WORK ITEM: Give the data again exactly, stopping after the "was left out." line.
══════════
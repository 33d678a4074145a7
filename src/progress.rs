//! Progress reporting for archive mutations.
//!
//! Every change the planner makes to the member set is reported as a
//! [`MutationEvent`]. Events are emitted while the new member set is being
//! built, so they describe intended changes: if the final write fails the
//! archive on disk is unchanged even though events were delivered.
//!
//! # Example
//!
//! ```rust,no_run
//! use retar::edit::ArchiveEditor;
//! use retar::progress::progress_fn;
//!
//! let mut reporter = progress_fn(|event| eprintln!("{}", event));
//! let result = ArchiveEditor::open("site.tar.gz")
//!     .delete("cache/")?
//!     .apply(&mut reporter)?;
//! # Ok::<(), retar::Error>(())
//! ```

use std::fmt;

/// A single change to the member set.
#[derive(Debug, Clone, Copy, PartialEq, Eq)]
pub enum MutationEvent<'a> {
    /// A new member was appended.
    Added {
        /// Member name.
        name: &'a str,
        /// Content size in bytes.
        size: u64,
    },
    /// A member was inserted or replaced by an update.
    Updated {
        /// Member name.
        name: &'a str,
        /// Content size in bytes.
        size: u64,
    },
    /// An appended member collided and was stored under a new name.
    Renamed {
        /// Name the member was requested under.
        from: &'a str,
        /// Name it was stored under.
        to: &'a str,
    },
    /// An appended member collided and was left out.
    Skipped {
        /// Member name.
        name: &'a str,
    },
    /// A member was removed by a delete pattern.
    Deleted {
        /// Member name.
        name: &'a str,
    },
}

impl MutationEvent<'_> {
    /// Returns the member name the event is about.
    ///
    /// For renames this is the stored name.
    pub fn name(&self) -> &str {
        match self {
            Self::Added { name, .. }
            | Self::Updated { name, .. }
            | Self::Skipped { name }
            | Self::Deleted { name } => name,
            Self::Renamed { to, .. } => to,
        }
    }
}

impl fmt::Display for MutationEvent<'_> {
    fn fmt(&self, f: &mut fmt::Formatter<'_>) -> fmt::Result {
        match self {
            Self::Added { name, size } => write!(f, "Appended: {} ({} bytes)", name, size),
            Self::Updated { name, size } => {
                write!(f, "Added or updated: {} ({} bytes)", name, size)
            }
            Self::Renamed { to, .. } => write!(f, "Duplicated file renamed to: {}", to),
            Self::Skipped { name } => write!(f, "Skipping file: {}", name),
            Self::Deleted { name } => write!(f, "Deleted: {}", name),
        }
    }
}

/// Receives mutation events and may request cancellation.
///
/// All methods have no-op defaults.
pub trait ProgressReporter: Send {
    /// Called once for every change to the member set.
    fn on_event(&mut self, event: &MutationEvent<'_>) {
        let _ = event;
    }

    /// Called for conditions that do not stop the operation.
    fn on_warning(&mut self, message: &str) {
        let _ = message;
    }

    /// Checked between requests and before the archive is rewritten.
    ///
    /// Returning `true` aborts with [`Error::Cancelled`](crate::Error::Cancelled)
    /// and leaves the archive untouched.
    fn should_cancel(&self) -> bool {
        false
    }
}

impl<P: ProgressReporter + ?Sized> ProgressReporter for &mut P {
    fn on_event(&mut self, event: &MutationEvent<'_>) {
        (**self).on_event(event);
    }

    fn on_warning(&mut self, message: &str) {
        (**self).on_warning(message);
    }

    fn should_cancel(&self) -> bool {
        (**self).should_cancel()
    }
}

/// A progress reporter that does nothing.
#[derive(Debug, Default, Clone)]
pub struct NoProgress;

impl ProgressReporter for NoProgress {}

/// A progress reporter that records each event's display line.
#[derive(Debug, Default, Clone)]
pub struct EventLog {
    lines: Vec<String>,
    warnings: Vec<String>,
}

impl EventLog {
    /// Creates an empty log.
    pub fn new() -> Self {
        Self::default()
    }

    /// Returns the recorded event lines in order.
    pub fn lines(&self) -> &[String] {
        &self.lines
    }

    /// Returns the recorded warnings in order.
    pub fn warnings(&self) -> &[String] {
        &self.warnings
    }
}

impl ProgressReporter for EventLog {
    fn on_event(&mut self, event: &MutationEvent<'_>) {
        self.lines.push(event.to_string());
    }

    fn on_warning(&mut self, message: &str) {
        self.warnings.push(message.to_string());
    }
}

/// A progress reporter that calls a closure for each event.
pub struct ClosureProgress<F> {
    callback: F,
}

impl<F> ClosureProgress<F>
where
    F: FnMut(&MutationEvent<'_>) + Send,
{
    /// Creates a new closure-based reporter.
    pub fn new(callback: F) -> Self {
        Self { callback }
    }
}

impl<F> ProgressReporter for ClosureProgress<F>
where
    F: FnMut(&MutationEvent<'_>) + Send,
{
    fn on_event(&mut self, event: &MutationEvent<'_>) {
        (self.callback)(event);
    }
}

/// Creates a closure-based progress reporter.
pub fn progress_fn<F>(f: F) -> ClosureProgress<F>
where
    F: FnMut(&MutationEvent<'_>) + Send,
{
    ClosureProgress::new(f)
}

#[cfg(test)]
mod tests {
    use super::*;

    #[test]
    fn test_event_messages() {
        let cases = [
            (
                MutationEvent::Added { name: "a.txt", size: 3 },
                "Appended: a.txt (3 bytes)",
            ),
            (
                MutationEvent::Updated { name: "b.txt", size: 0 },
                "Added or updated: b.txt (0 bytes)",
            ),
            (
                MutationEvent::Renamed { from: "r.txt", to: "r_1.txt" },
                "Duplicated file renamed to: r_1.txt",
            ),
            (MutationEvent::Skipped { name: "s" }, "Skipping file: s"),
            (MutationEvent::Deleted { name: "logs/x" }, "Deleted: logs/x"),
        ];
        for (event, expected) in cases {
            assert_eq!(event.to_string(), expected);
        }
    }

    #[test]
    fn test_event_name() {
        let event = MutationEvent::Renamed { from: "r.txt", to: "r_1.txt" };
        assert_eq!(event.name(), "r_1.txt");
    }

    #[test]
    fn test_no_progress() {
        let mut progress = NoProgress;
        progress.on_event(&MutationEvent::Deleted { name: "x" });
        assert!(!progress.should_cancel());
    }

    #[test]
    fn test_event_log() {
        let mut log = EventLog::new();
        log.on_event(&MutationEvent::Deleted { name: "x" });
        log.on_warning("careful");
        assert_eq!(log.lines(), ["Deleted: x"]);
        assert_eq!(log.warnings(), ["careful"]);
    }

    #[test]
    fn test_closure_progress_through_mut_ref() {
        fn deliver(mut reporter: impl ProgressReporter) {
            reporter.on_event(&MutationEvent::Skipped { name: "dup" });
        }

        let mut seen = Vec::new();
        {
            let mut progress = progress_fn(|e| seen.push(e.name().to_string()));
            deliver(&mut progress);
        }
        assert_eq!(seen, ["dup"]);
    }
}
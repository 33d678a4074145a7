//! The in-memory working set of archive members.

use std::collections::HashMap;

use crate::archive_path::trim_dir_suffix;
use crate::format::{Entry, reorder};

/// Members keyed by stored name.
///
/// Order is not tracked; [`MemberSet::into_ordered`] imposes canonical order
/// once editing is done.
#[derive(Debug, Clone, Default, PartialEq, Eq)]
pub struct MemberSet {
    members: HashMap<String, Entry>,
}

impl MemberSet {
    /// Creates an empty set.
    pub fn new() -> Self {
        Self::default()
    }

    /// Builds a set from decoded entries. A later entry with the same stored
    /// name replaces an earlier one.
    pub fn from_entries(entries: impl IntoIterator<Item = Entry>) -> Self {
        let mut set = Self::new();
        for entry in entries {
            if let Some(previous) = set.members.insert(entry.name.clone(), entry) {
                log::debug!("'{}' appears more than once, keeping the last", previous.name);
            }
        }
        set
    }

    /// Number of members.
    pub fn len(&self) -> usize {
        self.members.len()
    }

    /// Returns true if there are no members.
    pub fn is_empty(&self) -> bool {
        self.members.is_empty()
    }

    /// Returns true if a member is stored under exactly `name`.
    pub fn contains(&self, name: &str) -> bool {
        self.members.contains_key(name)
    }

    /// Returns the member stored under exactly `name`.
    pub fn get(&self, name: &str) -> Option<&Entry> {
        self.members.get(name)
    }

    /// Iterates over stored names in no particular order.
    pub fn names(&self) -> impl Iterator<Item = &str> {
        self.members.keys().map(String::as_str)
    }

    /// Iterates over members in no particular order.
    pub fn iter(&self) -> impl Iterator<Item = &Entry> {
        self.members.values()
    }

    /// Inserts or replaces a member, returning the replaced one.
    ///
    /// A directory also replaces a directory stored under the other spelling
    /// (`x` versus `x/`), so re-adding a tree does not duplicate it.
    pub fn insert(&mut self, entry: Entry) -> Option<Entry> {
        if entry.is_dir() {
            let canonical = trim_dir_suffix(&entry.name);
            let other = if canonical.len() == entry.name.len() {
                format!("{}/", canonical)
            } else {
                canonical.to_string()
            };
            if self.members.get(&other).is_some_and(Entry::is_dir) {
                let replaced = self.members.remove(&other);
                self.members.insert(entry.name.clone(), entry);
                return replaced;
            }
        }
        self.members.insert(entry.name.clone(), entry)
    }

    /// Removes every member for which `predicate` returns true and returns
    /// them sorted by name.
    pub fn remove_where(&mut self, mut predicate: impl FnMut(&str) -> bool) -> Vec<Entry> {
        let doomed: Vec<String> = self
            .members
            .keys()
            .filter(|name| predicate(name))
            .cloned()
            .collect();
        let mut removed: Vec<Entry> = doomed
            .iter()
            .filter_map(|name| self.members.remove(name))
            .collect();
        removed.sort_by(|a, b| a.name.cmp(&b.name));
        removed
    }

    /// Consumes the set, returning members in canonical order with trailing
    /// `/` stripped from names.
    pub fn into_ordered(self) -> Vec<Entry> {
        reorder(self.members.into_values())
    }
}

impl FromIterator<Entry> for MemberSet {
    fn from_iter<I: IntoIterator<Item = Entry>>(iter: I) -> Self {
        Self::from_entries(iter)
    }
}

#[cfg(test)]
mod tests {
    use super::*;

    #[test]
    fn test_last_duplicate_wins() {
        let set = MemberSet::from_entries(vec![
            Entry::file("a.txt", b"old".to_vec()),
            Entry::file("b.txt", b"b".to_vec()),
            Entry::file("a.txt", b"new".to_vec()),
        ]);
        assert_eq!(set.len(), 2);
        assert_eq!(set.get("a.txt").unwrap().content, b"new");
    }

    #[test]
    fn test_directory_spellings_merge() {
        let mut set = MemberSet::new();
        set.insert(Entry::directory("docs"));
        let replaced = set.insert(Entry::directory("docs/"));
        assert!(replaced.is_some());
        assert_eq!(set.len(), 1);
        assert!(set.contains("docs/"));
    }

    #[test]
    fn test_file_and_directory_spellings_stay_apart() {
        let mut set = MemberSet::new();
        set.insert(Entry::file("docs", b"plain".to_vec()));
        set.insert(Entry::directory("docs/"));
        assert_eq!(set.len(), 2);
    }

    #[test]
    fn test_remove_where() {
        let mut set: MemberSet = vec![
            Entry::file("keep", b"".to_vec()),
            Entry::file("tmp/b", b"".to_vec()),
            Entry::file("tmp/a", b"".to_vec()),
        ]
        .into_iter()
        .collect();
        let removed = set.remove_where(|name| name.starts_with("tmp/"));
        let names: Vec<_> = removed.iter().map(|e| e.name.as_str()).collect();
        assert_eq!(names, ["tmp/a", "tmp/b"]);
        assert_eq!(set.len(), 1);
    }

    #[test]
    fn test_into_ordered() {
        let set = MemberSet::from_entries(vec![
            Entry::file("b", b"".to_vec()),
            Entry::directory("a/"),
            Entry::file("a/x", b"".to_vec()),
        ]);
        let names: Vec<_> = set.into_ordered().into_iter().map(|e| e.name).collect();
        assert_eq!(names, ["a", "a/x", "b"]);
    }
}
══════════
EXPECTED ANSWER:
repository 33d678a4074145a7
filename src/progress.rs
//! Progress reporting for archive mutations.
//!
//! Every change the planner makes to the member set is reported as a
//! [`MutationEvent`]. Events are emitted while the new member set is being
//! built, so they describe intended changes: if the final write fails the
//! archive on disk is unchanged even though events were delivered.
//!
//! # Example
//!
//! ```rust,no_run
//! use retar::edit::ArchiveEditor;
//! use retar::progress::progress_fn;
//!
//! let mut reporter = progress_fn(|event| eprintln!("{}", event));
//! let result = ArchiveEditor::open("site.tar.gz")
//!     .delete("cache/")?
//!     .apply(&mut reporter)?;
//! # Ok::<(), retar::Error>(())
//! ```

use std::fmt;

/// A single change to the member set.
#[derive(Debug, Clone, Copy, PartialEq, Eq)]
pub enum MutationEvent<'a> {
    /// A new member was appended.
    Added {
        /// Member name.
        name: &'a str,
        /// Content size in bytes.
        size: u64,
    },
    /// A member was inserted or replaced by an update.
    Updated {
        /// Member name.
        name: &'a str,
        /// Content size in bytes.
        size: u64,
    },
    /// An appended member collided and was stored under a new name.
    Renamed {
        /// Name the member was requested under.
        from: &'a str,
        /// Name it was stored under.
        to: &'a str,
    },
    /// An appended member collided and was left out.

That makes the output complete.